**Your goal**
Go through the material below and count the lines with the string "VecDeque"; the number is the whole answer.

:: Records ::

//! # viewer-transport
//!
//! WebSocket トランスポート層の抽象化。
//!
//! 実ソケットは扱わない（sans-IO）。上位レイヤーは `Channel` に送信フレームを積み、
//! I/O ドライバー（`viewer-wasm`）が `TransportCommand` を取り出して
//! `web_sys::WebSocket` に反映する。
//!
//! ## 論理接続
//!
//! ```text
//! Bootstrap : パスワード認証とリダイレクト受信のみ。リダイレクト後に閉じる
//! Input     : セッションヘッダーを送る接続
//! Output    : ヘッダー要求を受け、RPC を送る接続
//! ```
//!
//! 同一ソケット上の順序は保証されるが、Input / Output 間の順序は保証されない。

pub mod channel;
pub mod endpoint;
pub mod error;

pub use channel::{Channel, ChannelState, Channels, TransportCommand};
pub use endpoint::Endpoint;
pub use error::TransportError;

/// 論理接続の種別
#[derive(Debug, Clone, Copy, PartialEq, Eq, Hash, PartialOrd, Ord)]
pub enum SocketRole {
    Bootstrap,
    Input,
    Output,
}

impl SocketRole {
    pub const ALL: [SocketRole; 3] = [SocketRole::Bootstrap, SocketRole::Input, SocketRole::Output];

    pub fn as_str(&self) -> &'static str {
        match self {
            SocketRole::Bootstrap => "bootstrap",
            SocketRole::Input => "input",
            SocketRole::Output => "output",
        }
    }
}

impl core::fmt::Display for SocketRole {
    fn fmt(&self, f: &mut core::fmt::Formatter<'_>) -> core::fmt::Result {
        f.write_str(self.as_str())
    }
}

:::
:: Records ::

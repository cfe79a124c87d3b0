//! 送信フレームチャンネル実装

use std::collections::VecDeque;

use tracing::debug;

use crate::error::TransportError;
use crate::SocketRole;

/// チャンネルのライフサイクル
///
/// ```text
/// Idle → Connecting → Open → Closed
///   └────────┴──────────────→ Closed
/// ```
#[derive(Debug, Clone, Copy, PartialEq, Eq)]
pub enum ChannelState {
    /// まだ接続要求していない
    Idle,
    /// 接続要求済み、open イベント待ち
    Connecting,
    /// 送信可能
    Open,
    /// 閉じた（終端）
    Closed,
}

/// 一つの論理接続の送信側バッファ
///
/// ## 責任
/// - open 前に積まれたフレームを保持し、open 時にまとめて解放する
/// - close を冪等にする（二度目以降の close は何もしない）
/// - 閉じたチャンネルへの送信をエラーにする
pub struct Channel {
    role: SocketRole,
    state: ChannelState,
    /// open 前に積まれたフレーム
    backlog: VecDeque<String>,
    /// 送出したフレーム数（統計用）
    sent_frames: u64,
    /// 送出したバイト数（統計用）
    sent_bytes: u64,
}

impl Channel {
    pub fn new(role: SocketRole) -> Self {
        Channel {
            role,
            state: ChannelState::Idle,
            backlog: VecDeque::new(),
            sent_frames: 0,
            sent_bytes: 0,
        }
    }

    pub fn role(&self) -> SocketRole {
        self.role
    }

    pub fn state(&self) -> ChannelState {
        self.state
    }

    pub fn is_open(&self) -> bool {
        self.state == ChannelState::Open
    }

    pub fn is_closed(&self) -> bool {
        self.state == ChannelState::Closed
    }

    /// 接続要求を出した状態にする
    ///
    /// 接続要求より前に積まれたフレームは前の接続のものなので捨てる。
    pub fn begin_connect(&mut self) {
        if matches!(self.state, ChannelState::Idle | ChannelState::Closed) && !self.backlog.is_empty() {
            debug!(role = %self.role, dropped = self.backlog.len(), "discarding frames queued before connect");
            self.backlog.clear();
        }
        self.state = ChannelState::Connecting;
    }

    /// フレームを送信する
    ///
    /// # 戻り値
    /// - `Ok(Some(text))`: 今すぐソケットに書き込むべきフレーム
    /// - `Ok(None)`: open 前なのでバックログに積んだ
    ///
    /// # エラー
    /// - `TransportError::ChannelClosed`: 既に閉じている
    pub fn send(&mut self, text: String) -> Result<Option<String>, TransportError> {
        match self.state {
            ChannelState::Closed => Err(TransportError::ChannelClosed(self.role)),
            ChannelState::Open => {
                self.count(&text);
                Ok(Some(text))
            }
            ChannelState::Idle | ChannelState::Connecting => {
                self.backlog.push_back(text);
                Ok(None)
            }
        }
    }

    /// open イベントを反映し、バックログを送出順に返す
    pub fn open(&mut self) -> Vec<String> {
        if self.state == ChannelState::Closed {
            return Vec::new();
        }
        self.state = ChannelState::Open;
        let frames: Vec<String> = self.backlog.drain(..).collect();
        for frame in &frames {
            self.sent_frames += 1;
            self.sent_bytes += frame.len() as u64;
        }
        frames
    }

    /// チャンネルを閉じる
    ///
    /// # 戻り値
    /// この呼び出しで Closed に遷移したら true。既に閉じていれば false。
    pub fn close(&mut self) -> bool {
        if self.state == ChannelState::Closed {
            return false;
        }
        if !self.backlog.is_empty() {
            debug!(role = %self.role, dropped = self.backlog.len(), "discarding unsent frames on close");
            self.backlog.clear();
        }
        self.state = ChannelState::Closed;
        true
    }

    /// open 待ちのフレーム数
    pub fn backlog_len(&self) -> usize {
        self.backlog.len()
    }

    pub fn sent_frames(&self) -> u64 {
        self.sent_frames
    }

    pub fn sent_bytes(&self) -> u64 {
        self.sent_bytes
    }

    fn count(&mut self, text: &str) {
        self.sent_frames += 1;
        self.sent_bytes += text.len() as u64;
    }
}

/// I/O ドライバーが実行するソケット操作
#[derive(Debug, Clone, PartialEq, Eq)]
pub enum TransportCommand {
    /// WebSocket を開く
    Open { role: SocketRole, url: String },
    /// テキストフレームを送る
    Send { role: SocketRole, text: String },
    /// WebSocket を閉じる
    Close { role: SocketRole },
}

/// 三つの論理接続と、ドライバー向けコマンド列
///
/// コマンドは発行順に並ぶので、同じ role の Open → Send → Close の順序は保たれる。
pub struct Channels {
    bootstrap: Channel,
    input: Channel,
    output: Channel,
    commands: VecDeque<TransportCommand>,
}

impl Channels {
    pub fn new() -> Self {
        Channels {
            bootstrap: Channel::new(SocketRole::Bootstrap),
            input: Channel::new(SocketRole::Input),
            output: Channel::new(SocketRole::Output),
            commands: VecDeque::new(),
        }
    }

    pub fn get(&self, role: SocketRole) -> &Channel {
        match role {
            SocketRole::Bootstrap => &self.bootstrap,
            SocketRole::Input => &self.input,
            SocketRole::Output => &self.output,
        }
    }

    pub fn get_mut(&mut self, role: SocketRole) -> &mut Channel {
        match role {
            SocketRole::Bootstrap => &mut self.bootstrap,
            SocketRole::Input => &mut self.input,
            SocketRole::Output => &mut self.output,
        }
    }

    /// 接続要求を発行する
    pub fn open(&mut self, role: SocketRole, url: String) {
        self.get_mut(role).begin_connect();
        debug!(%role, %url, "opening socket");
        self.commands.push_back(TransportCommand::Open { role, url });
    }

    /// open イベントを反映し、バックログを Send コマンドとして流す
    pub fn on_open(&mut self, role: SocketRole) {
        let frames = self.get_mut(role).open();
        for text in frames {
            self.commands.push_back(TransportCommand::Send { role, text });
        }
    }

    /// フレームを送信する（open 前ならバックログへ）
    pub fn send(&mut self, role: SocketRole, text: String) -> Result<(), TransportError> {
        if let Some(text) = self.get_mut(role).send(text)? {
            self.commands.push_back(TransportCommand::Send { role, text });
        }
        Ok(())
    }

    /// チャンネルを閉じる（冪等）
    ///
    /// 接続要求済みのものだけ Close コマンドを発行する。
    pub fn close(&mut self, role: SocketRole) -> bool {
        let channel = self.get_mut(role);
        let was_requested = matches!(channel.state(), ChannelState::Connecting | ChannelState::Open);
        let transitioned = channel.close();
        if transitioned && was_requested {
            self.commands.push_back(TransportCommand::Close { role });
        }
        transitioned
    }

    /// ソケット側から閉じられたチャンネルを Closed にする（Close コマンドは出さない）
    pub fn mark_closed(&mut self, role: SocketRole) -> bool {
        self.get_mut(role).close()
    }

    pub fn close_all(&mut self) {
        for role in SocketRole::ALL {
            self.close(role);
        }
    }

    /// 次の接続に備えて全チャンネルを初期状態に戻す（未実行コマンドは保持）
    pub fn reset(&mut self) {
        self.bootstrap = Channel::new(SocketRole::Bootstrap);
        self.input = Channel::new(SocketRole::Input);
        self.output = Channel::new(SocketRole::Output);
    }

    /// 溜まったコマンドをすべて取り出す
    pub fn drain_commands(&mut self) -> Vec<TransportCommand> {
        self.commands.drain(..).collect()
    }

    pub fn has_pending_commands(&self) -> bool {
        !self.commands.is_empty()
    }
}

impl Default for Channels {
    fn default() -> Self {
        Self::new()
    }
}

:::

**Output for this exercise**
5